Une réaction plus forte était tout à fait possible. Les dirigeants européens auraient pu annoncer qu’ils allaient accélérer le processus de l’Article 7 et plaider pour une suspension des droits de vote de la Hongrie sur les questions concernant l’UE. Ils auraient pu réexaminer les généreuses subventions dont Orbán se sert pour remplir les poches de ses affidés, comme le signalent depuis un certain temps des enquêtes journalistiques  et les instances de réglementation. Enfin ils auraient pu saisir toutes les occasions possibles pour isoler politiquement Orbán et ses ministres – jusqu’à ce que la dictature prenne fin en Hongrie. Tous les dirigeants des États membres de l’UE, en particulier la chancelière allemande Angela Merkel et le président français Emmanuel Macron, devraient clairement indiquer que les choses ne reviendront pas à la normale tant qu’Orbán se comportera comme un dictateur.

Au lieu de cela, tout ce que nous avons vu, ce sont des déclarations timorées et de fausses inquiétudes.

Le Parti populaire européen (PPE), l’alliance politique paneuropéenne de centre-droite à laquelle appartient Fidesz, est particulièrement critiquable. Non seulement il a tourné le dos aux propres valeurs qu’il énonce (sans même parler de celles de l’UE), mais pendant des années, il a caressé Orbán dans le sens du poil, refusant d’exclure Fidesz – se contentant de le « suspendre », une stratégie qui a permis à ce dernier de conserver nombre de ses avantages au sein de l’alliance tout en détruisant peu à peu la démocratie hongroise. Pendant des années, Manfred Weber, leader du PPE au Parlement européen et membre du parti allemand CSU, a conféré crédibilité et acceptabilité à Orbán, en tant que membre d’une soi-disant alliance majoritaire de partis démocratiques. Certains partis nationaux membres du PPE ont récemment protesté contre la dernière dérive de Fidesz, mais deux de ses membres les plus influents – le parti allemand CDU/CSU et le parti français Les Républicains – n’ont pas rejoint ces critiques.

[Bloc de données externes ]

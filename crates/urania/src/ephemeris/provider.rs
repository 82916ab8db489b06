use crate::angles::normalize_degrees;
use crate::bodies::Body;
use crate::ephemeris::types::CelestialPosition;
use crate::error::ProviderError;
use chrono::{DateTime, Utc};
use std::sync::Arc;

/// Source of raw body positions.
///
/// Longitudes must be continuous across 0°/360° and speeds signed
/// (negative when retrograde). Implementations backed by files or services
/// should override [`PositionProvider::positions`] to serve a whole batch
/// in one round-trip.
pub trait PositionProvider {
    /// Position of `body` at `instant`.
    fn position(
        &self,
        body: Body,
        instant: DateTime<Utc>,
    ) -> Result<CelestialPosition, ProviderError>;

    /// Positions of `body` at each instant, in the same order.
    ///
    /// The batch fails as a whole when any single instant fails.
    fn positions(
        &self,
        body: Body,
        instants: &[DateTime<Utc>],
    ) -> Result<Vec<CelestialPosition>, ProviderError> {
        instants
            .iter()
            .map(|instant| self.position(body, *instant))
            .collect()
    }

    /// Positions of several bodies at one instant, in the same order.
    fn snapshot(
        &self,
        bodies: &[Body],
        instant: DateTime<Utc>,
    ) -> Result<Vec<CelestialPosition>, ProviderError> {
        bodies
            .iter()
            .map(|body| self.position(*body, instant))
            .collect()
    }
}

impl<P: PositionProvider + ?Sized> PositionProvider for &P {
    fn position(
        &self,
        body: Body,
        instant: DateTime<Utc>,
    ) -> Result<CelestialPosition, ProviderError> {
        (**self).position(body, instant)
    }

    fn positions(
        &self,
        body: Body,
        instants: &[DateTime<Utc>],
    ) -> Result<Vec<CelestialPosition>, ProviderError> {
        (**self).positions(body, instants)
    }

    fn snapshot(
        &self,
        bodies: &[Body],
        instant: DateTime<Utc>,
    ) -> Result<Vec<CelestialPosition>, ProviderError> {
        (**self).snapshot(bodies, instant)
    }
}

impl<P: PositionProvider + ?Sized> PositionProvider for Arc<P> {
    fn position(
        &self,
        body: Body,
        instant: DateTime<Utc>,
    ) -> Result<CelestialPosition, ProviderError> {
        (**self).position(body, instant)
    }

    fn positions(
        &self,
        body: Body,
        instants: &[DateTime<Utc>],
    ) -> Result<Vec<CelestialPosition>, ProviderError> {
        (**self).positions(body, instants)
    }

    fn snapshot(
        &self,
        bodies: &[Body],
        instant: DateTime<Utc>,
    ) -> Result<Vec<CelestialPosition>, ProviderError> {
        (**self).snapshot(bodies, instant)
    }
}

/// Fetch a batch for one body over many instants and check it.
pub(crate) fn fetch_series<P: PositionProvider + ?Sized>(
    provider: &P,
    body: Body,
    instants: &[DateTime<Utc>],
) -> Result<Vec<CelestialPosition>, ProviderError> {
    let positions = provider.positions(body, instants)?;
    if positions.len() != instants.len() {
        return Err(ProviderError::Malformed {
            body: body.to_string(),
            instant: instants.first().copied().unwrap_or_else(Utc::now),
            message: format!(
                "batch returned {} positions for {} instants",
                positions.len(),
                instants.len()
            ),
        });
    }
    positions
        .into_iter()
        .zip(instants)
        .map(|(pos, instant)| checked(pos, body, *instant))
        .collect()
}

/// Fetch several bodies at one instant and check the result.
pub(crate) fn fetch_snapshot<P: PositionProvider + ?Sized>(
    provider: &P,
    bodies: &[Body],
    instant: DateTime<Utc>,
) -> Result<Vec<CelestialPosition>, ProviderError> {
    let positions = provider.snapshot(bodies, instant)?;
    if positions.len() != bodies.len() {
        return Err(ProviderError::Malformed {
            body: "snapshot".to_string(),
            instant,
            message: format!(
                "snapshot returned {} positions for {} bodies",
                positions.len(),
                bodies.len()
            ),
        });
    }
    positions
        .into_iter()
        .zip(bodies)
        .map(|(pos, body)| checked(pos, *body, instant))
        .collect()
}

/// Fetch a single position and check it.
pub(crate) fn fetch_one<P: PositionProvider + ?Sized>(
    provider: &P,
    body: Body,
    instant: DateTime<Utc>,
) -> Result<CelestialPosition, ProviderError> {
    let pos = provider.position(body, instant)?;
    checked(pos, body, instant)
}

fn checked(
    pos: CelestialPosition,
    body: Body,
    instant: DateTime<Utc>,
) -> Result<CelestialPosition, ProviderError> {
    let malformed = |message: String| ProviderError::Malformed {
        body: body.to_string(),
        instant,
        message,
    };
    if pos.body != body {
        return Err(malformed(format!("expected {} but got {}", body, pos.body)));
    }
    if !pos.lon.is_finite() || !pos.lat.is_finite() {
        return Err(malformed(format!(
            "non-finite coordinates (lon {}, lat {})",
            pos.lon, pos.lat
        )));
    }
    if let Some(speed) = pos.speed_lon {
        if !speed.is_finite() {
            return Err(malformed(format!("non-finite speed {}", speed)));
        }
    }
    Ok(CelestialPosition {
        lon: normalize_degrees(pos.lon),
        ..pos
    })
}

#[cfg(test)]
mod tests {
    use super::*;
    use chrono::TimeZone;

    struct Broken;

    impl PositionProvider for Broken {
        fn position(
            &self,
            body: Body,
            instant: DateTime<Utc>,
        ) -> Result<CelestialPosition, ProviderError> {
            if instant.timestamp() > 0 {
                Ok(CelestialPosition::new(body, f64::NAN, 0.0, 1.0))
            } else {
                Ok(CelestialPosition::new(body, 10.0, 0.0, 1.0))
            }
        }
    }

    #[test]
    fn batch_fails_atomically_on_malformed_entry() {
        let good = Utc.timestamp_opt(0, 0).unwrap();
        let bad = Utc.timestamp_opt(3600, 0).unwrap();
        let result = fetch_series(&Broken, Body::Sun, &[good, bad, good]);
        assert!(matches!(result, Err(ProviderError::Malformed { .. })));
        assert_eq!(fetch_series(&Broken, Body::Sun, &[good]).unwrap().len(), 1);
    }

    #[test]
    fn mismatched_body_is_malformed() {
        struct WrongBody;
        impl PositionProvider for WrongBody {
            fn position(
                &self,
                _body: Body,
                _instant: DateTime<Utc>,
            ) -> Result<CelestialPosition, ProviderError> {
                Ok(CelestialPosition::new(Body::Moon, 1.0, 0.0, 13.0))
            }
        }
        let at = Utc.timestamp_opt(0, 0).unwrap();
        assert!(fetch_one(&WrongBody, Body::Sun, at).is_err());
    }
}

Quant au président du PPE, Donald Tusk, un homme auréolé de son combat passé contre la dictature en Pologne, il semble évident qu’il est conscient d’aider un monstre. Dans une interview récente accordée au Spiegel, il a déclaré qu’un célèbre juriste nazi aurait été « fier » d’Orbán. Il a également suggéré dans une lettre que Fidesz devrait être exclu du groupe. Et pourtant, de manière absurde, Tusk reste à la tête du PPE, alors que Fidesz en est toujours membre.

Les liens que von der Leyen elle-même a avec le PPE (et la CDU) ne font probablement qu’empirer les choses. Elle semble incapable de faire face à ce qui constitue le plus grand défi démocratique interne auquel l'UE ait connu depuis sa fondation. D’autres avant elle – notamment son prédécesseur à la tête de la Commission européenne, Jean-Claude Juncker, lui aussi du PPE – ont privilégié la discrétion face aux attaques d’Orbán contre la démocratie, en dépit de l’échec complet de ce type d’approches timorées. Pas plus von der Leyen que Juncker ne semble avoir compris qu’un dirigeant autoritaire fait son miel de la faiblesse d’autrui.

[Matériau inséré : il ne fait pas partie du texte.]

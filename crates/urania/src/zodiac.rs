//! Zodiac sign placement for ecliptic longitudes.

use crate::angles::normalize_degrees;
use serde::{Deserialize, Serialize};

#[derive(Debug, Clone, Copy, PartialEq, Eq, Hash, Serialize, Deserialize)]
#[serde(rename_all = "lowercase")]
pub enum Sign {
    Aries,
    Taurus,
    Gemini,
    Cancer,
    Leo,
    Virgo,
    Libra,
    Scorpio,
    Sagittarius,
    Capricorn,
    Aquarius,
    Pisces,
}

const SIGN_ORDER: [Sign; 12] = [
    Sign::Aries,
    Sign::Taurus,
    Sign::Gemini,
    Sign::Cancer,
    Sign::Leo,
    Sign::Virgo,
    Sign::Libra,
    Sign::Scorpio,
    Sign::Sagittarius,
    Sign::Capricorn,
    Sign::Aquarius,
    Sign::Pisces,
];

impl Sign {
    /// Sign containing an ecliptic longitude.
    pub fn from_longitude(longitude: f64) -> Self {
        SIGN_ORDER[sign_index(longitude)]
    }

    /// Zero-based index, Aries = 0.
    pub fn index(&self) -> usize {
        SIGN_ORDER.iter().position(|s| s == self).unwrap_or(0)
    }
}

fn sign_index(longitude: f64) -> usize {
    ((normalize_degrees(longitude) / 30.0) as usize).min(11)
}

/// A longitude expressed as sign plus degree within the sign.
#[derive(Debug, Clone, Copy, PartialEq, Serialize, Deserialize)]
pub struct ZodiacPosition {
    pub sign: Sign,
    /// Degrees into the sign, in [0, 30)
    pub degree_in_sign: f64,
}

impl ZodiacPosition {
    pub fn from_longitude(longitude: f64) -> Self {
        let lon = normalize_degrees(longitude);
        let index = sign_index(lon);
        Self {
            sign: SIGN_ORDER[index],
            degree_in_sign: lon - index as f64 * 30.0,
        }
    }
}

#[cfg(test)]
mod tests {
    use super::*;

    #[test]
    fn sign_boundaries() {
        assert_eq!(Sign::from_longitude(0.0), Sign::Aries);
        assert_eq!(Sign::from_longitude(29.999), Sign::Aries);
        assert_eq!(Sign::from_longitude(30.0), Sign::Taurus);
        assert_eq!(Sign::from_longitude(359.9), Sign::Pisces);
        assert_eq!(Sign::from_longitude(-1.0), Sign::Pisces);
    }

    #[test]
    fn degree_in_sign() {
        let pos = ZodiacPosition::from_longitude(135.5);
        assert_eq!(pos.sign, Sign::Leo);
        assert!((pos.degree_in_sign - 15.5).abs() < 1e-12);
    }

    #[test]
    fn sign_index_is_zero_based() {
        assert_eq!(Sign::Aries.index(), 0);
        assert_eq!(Sign::Leo.index(), 4);
        assert_eq!(Sign::Pisces.index(), 11);
    }
}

D’autres dirigeants à tendance autoritaire à travers l’Union européenne ont pris bonne note de la mollesse de cette dernière. Le parti au pouvoir en Pologne, qui a longtemps considéré Fidesz comme son modèle, poursuit ses efforts pour porter atteinte à l’indépendance de la justice polonaise, tandis que la Bulgarie cherche à museler la liberté d’expression.

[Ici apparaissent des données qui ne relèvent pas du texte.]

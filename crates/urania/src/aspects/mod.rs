pub mod calculator;
pub mod types;

pub use calculator::{compute_aspects, AspectCalculator, AspectMatch, APPLYING_STEP_DAYS};
pub use types::{Aspect, AspectDefinition, AspectKind, OrbConfig};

Cette gangrène tend à se propager lorsqu’elle ne rencontre aucune résistance. Les aspirants dictateurs profitent de la faiblesse qu’ils trouvent en face d’eux. À présent, les dirigeants de l’UE et des États membres doivent se poser cette question : l’Union européenne est-elle seulement un bloc d’échanges commerciaux, ou est-elle également un ensemble de démocraties ? Jusque récemment, la réponse à cette question était une évidence. Ce n’est malheureusement plus le cas.

Dix millions de citoyens de l’UE vivent désormais sous le joug d’un régime autoritaire. Combien de millions d’autres devront subir la perte de leurs libertés avant que les dirigeants européens ne se décident à y mettre le holà?